Apple Inc CEO Tim Cook speaks about the new iPad Air and the iPad mini with Retnia display during an Apple event in San Francisco, California October 22, 2013.
Statistics professor William Duckworth said American smartphone owners spend $500 million per year replacing stolen phones and then another $2 billion purchasing premium cell phone insurance through wireless carriers.
If smartphones have the anti-theft kill switch technology feature, criminals would no longer have an incentive to steal them because the owners would immediately be able to disable them, Mr Duckworth said.

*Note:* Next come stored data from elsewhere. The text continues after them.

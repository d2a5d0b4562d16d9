use std::env;
use std::fs;
use std::path::{Path, PathBuf};
use std::time::Duration;

use anyhow::{Context, Result};
use serde::{Deserialize, Serialize};

use crate::codec::{OutputFormat, DEFAULT_JPEG_QUALITY};
use crate::fetch::{HttpFetcher, DEFAULT_MAX_ATTEMPTS, DEFAULT_TIMEOUT_SECS, MAX_DOWNLOAD_BYTES};
use crate::fitter::DEFAULT_SEAM_BUDGET;
use crate::inference::InferenceBackend;
use crate::model_registry::DEFAULT_MODEL;
use crate::planner::{ResizeLimits, DEFAULT_MAX_RESOLUTION, DEFAULT_MAX_SIDE};

const CONFIG_FILE_NAME: &str = "config.toml";
const ENV_DATA_DIR: &str = "SWEETDESK_DATA_DIR";

#[derive(Debug, Clone, Default, Serialize, Deserialize, PartialEq)]
#[serde(default)]
pub struct AppConfig {
    pub paths: PathsConfig,
    pub model: ModelConfig,
    pub limits: LimitsConfig,
    pub fit: FitConfig,
    pub output: OutputConfig,
    pub download: DownloadConfig,
}

#[derive(Debug, Clone, Serialize, Deserialize, PartialEq, Eq)]
#[serde(default)]
pub struct PathsConfig {
    pub models_dir: PathBuf,
    pub output_dir: PathBuf,
    pub trt_cache_dir: PathBuf,
}

#[derive(Debug, Clone, Serialize, Deserialize, PartialEq, Eq)]
#[serde(default)]
pub struct ModelConfig {
    pub name: String,
    pub backend: InferenceBackend,
    /// Explicit model file, bypassing the registry lookup.
    #[serde(skip_serializing_if = "Option::is_none")]
    pub file: Option<PathBuf>,
    #[serde(skip_serializing_if = "Option::is_none")]
    pub scale: Option<u32>,
    #[serde(skip_serializing_if = "Option::is_none")]
    pub tile_size: Option<u32>,
    /// Expected SHA-256 of the model file; overrides the catalogue hash.
    #[serde(skip_serializing_if = "Option::is_none")]
    pub sha256: Option<String>,
}

#[derive(Debug, Clone, Copy, Serialize, Deserialize, PartialEq, Eq)]
#[serde(default)]
pub struct LimitsConfig {
    pub max_side: u32,
    pub max_resolution: u32,
}

#[derive(Debug, Clone, Copy, Serialize, Deserialize, PartialEq, Eq)]
#[serde(default)]
pub struct FitConfig {
    pub seam_budget: u32,
}

#[derive(Debug, Clone, Copy, Serialize, Deserialize, PartialEq, Eq)]
#[serde(default)]
pub struct OutputConfig {
    pub format: OutputFormat,
    pub jpeg_quality: u8,
}

#[derive(Debug, Clone, Copy, Serialize, Deserialize, PartialEq, Eq)]
#[serde(default)]
pub struct DownloadConfig {
    pub timeout_secs: u64,
    pub max_attempts: usize,
    pub max_bytes: u64,
}

impl Default for PathsConfig {
    fn default() -> Self {
        Self {
            models_dir: PathBuf::from("models"),
            output_dir: PathBuf::from("output"),
            trt_cache_dir: PathBuf::from("trt_cache"),
        }
    }
}

impl Default for ModelConfig {
    fn default() -> Self {
        Self {
            name: DEFAULT_MODEL.to_string(),
            backend: InferenceBackend::Cpu,
            file: None,
            scale: None,
            tile_size: None,
            sha256: None,
        }
    }
}

impl Default for LimitsConfig {
    fn default() -> Self {
        Self {
            max_side: DEFAULT_MAX_SIDE,
            max_resolution: DEFAULT_MAX_RESOLUTION,
        }
    }
}

impl From<LimitsConfig> for ResizeLimits {
    fn from(value: LimitsConfig) -> Self {
        Self {
            max_side: value.max_side,
            max_resolution: value.max_resolution,
        }
    }
}

impl Default for FitConfig {
    fn default() -> Self {
        Self {
            seam_budget: DEFAULT_SEAM_BUDGET,
        }
    }
}

impl Default for OutputConfig {
    fn default() -> Self {
        Self {
            format: OutputFormat::Png,
            jpeg_quality: DEFAULT_JPEG_QUALITY,
        }
    }
}

impl Default for DownloadConfig {
    fn default() -> Self {
        Self {
            timeout_secs: DEFAULT_TIMEOUT_SECS,
            max_attempts: DEFAULT_MAX_ATTEMPTS,
            max_bytes: MAX_DOWNLOAD_BYTES,
        }
    }
}

impl DownloadConfig {
    pub fn timeout(&self) -> Duration {
        Duration::from_secs(self.timeout_secs.max(1))
    }

    pub fn fetcher(&self) -> HttpFetcher {
        HttpFetcher::new(self.timeout(), self.max_attempts).with_max_bytes(self.max_bytes.max(1))
    }
}

impl AppConfig {
    pub fn load_from_path(path: &Path) -> Result<Self> {
        if !path.exists() {
            return Ok(Self::default());
        }

        let raw = fs::read_to_string(path)
            .with_context(|| format!("failed to read config file: {}", path.display()))?;

        if raw.trim().is_empty() {
            return Ok(Self::default());
        }

        toml::from_str(&raw)
            .with_context(|| format!("failed to parse config TOML: {}", path.display()))
    }

    pub fn save_to_path(&self, path: &Path) -> Result<()> {
        let parent = path
            .parent()
            .context("config path does not have a parent directory")?;
        fs::create_dir_all(parent)
            .with_context(|| format!("failed to create config directory: {}", parent.display()))?;

        let encoded = toml::to_string_pretty(self).context("failed to serialize config TOML")?;
        fs::write(path, encoded)
            .with_context(|| format!("failed to write config file: {}", path.display()))?;

        Ok(())
    }

    /// Returns a copy with every relative path joined onto `data_dir`.
    pub fn resolved_against(&self, data_dir: &Path) -> Self {
        let mut resolved = self.clone();
        resolved.paths.models_dir = resolve_relative_to(data_dir, &self.paths.models_dir);
        resolved.paths.output_dir = resolve_relative_to(data_dir, &self.paths.output_dir);
        resolved.paths.trt_cache_dir = resolve_relative_to(data_dir, &self.paths.trt_cache_dir);
        resolved.model.file = self
            .model
            .file
            .as_deref()
            .map(|file| resolve_relative_to(data_dir, file));
        resolved
    }
}

/// Resolve the data directory with 3-tier priority:
/// 1. CLI override if provided
/// 2. SWEETDESK_DATA_DIR environment variable
/// 3. Default: ./data
pub fn data_dir(cli_override: Option<&Path>) -> PathBuf {
    if let Some(path) = cli_override {
        return path.to_path_buf();
    }

    if let Some(env_dir) = env::var_os(ENV_DATA_DIR) {
        return PathBuf::from(env_dir);
    }

    PathBuf::from("data")
}

/// Returns the path to config.toml within the given data directory.
pub fn config_path(data_dir: &Path) -> PathBuf {
    data_dir.join(CONFIG_FILE_NAME)
}

/// Creates `data_dir` if missing and writes a default config.toml only when
/// none exists yet.
pub fn initialize_data_dir(data_dir: &Path) -> Result<()> {
    if !data_dir.exists() {
        fs::create_dir_all(data_dir)
            .with_context(|| format!("failed to create data directory: {}", data_dir.display()))?;
    }

    let cfg_path = config_path(data_dir);
    if !cfg_path.exists() {
        AppConfig::default().save_to_path(&cfg_path)?;
    }

    Ok(())
}

/// Returns the path as-is if absolute, otherwise joins it to base.
pub fn resolve_relative_to(base: &Path, path: &Path) -> PathBuf {
    if path.is_absolute() {
        path.to_path_buf()
    } else {
        base.join(path)
    }
}

#[cfg(test)]
mod tests {
    use super::*;

    #[test]
    fn test_default_config_has_expected_values() {
        let cfg = AppConfig::default();

        assert_eq!(cfg.paths.models_dir, PathBuf::from("models"));
        assert_eq!(cfg.paths.output_dir, PathBuf::from("output"));
        assert_eq!(cfg.model.name, "realcugan-pro");
        assert_eq!(cfg.model.backend, InferenceBackend::Cpu);
        assert!(cfg.model.file.is_none());
        assert_eq!(cfg.limits.max_side, 16384);
        assert_eq!(cfg.limits.max_resolution, 16384);
        assert_eq!(cfg.fit.seam_budget, 500);
        assert_eq!(cfg.output.format, OutputFormat::Png);
        assert_eq!(cfg.output.jpeg_quality, 95);
        assert_eq!(cfg.download.timeout_secs, 30);
        assert_eq!(cfg.download.max_attempts, 3);
        assert_eq!(cfg.download.max_bytes, 256 * 1024 * 1024);
        assert!(cfg.model.sha256.is_none());
    }

    #[test]
    fn test_download_fetcher_carries_size_cap() {
        let download = DownloadConfig {
            max_bytes: 1024,
            ..DownloadConfig::default()
        };
        let fetcher = format!("{:?}", download.fetcher());
        assert!(fetcher.contains("max_bytes: 1024"), "{fetcher}");
        assert!(fetcher.contains("max_attempts: 3"), "{fetcher}");
    }

    #[test]
    fn test_toml_roundtrip_preserves_values() {
        let mut original = AppConfig::default();
        original.model.backend = InferenceBackend::Tensorrt;
        original.model.tile_size = Some(256);
        original.output.format = OutputFormat::Jpeg;
        original.model.sha256 = Some("ab".repeat(32));
        original.download.max_bytes = 1024;

        let encoded = toml::to_string_pretty(&original).expect("serialize config");
        let decoded: AppConfig = toml::from_str(&encoded).expect("deserialize config");
        assert_eq!(decoded, original);
    }

    #[test]
    fn test_partial_toml_fills_defaults() {
        let cfg: AppConfig = toml::from_str(
            "[model]\nname = \"4xLSDIR\"\nbackend = \"cuda\"\n\n[fit]\nseam_budget = 50\n",
        )
        .expect("parse partial config");

        assert_eq!(cfg.model.name, "4xLSDIR");
        assert_eq!(cfg.model.backend, InferenceBackend::Cuda);
        assert_eq!(cfg.fit.seam_budget, 50);
        assert_eq!(cfg.limits, LimitsConfig::default());
        assert_eq!(cfg.paths, PathsConfig::default());
    }

    #[test]
    fn test_load_from_nonexistent_or_empty_file_returns_defaults() {
        let temp = tempfile::tempdir().expect("create temp dir");
        let path = temp.path().join("missing.toml");
        let loaded = AppConfig::load_from_path(&path).expect("load config from nonexistent path");
        assert_eq!(loaded, AppConfig::default());

        fs::write(&path, "  \n").expect("write empty config");
        let loaded = AppConfig::load_from_path(&path).expect("load empty config");
        assert_eq!(loaded, AppConfig::default());
    }

    #[test]
    fn test_load_reports_malformed_toml() {
        let temp = tempfile::tempdir().expect("create temp dir");
        let path = temp.path().join("config.toml");
        fs::write(&path, "[limits\nmax_side = ").expect("write broken config");

        let err = AppConfig::load_from_path(&path).unwrap_err();
        assert!(err.to_string().contains("failed to parse config TOML"));
    }

    #[test]
    fn test_data_dir_uses_cli_override() {
        let result = data_dir(Some(Path::new("/custom")));
        assert_eq!(result, PathBuf::from("/custom"));
    }

    #[test]
    fn test_data_dir_env_then_default() {
        let old = env::var_os(ENV_DATA_DIR);

        env::set_var(ENV_DATA_DIR, "/env/path");
        let from_env = data_dir(None);
        env::remove_var(ENV_DATA_DIR);
        let fallback = data_dir(None);

        if let Some(val) = old {
            env::set_var(ENV_DATA_DIR, val);
        }

        assert_eq!(from_env, PathBuf::from("/env/path"));
        assert_eq!(fallback, PathBuf::from("data"));
    }

    #[test]
    fn test_config_path_is_data_dir_join_config_toml() {
        let result = config_path(Path::new("/data"));
        assert_eq!(result, PathBuf::from("/data/config.toml"));
    }

    #[test]
    fn test_initialize_creates_data_dir_and_config() {
        let temp = tempfile::tempdir().expect("create temp dir");
        let root = temp.path().join("fresh");
        initialize_data_dir(&root).expect("initialize data dir");

        assert!(root.join("config.toml").exists());
        let loaded = AppConfig::load_from_path(&config_path(&root)).expect("reload config");
        assert_eq!(loaded, AppConfig::default());
    }

    #[test]
    fn test_initialize_preserves_existing_config() {
        let temp = tempfile::tempdir().expect("create temp dir");
        let cfg_path = temp.path().join("config.toml");
        let custom_content = "[limits]\nmax_side = 4096\n";
        fs::write(&cfg_path, custom_content).expect("write custom config");

        initialize_data_dir(temp.path()).expect("initialize data dir");

        let content = fs::read_to_string(&cfg_path).expect("read config");
        assert_eq!(content, custom_content);
    }

    #[test]
    fn test_resolved_against_joins_relative_paths_only() {
        let mut cfg = AppConfig::default();
        cfg.paths.output_dir = PathBuf::from("/abs/out");
        cfg.model.file = Some(PathBuf::from("custom/model.onnx"));

        let resolved = cfg.resolved_against(Path::new("/base"));
        assert_eq!(resolved.paths.models_dir, PathBuf::from("/base/models"));
        assert_eq!(resolved.paths.output_dir, PathBuf::from("/abs/out"));
        assert_eq!(resolved.paths.trt_cache_dir, PathBuf::from("/base/trt_cache"));
        assert_eq!(
            resolved.model.file,
            Some(PathBuf::from("/base/custom/model.onnx"))
        );
    }

    #[test]
    fn test_limits_convert_to_resize_limits() {
        let limits: ResizeLimits = LimitsConfig {
            max_side: 100,
            max_resolution: 50,
        }
        .into();
        assert_eq!(limits.max_side, 100);
        assert_eq!(limits.max_resolution, 50);
    }
}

Mr Duckworth asked 1,200 smartphone owners what they think of the anti-theft kill switch technology feature. Majority liked and supported it.
"Overall, it seems clear that Americans want the kill switch and that an industry-wide implementation of the technology could significantly improve public safety and save consumers billions of dollars a year," Mr Duckworth said.
George Gascon, San Francisco District Attorney, said in June 2013 that smartphone theft has become a national epidemic because of the occurrence of rising violence.
Mr Duckworth said that if the anti-theft kill switch technology feature is made available, half of smartphone owners would be able to reduce their insurance coverage from third parties like Apple or SquareTrade.
"If theft becomes a non-issue then only the most paranoid person would pay the extra money for premium insurance to cover theft," Huffington Post quoted Mr Duckworth.
According to Consumer Reports, there were 1.6 million phones stolen in the United States alone in 2012.
If successful, the anti-theft kill switch technology feature could be replicated in other parts of the world, most especially in countries where smartphone usage is high. At present, the technology is already implemented in the UK and Australia.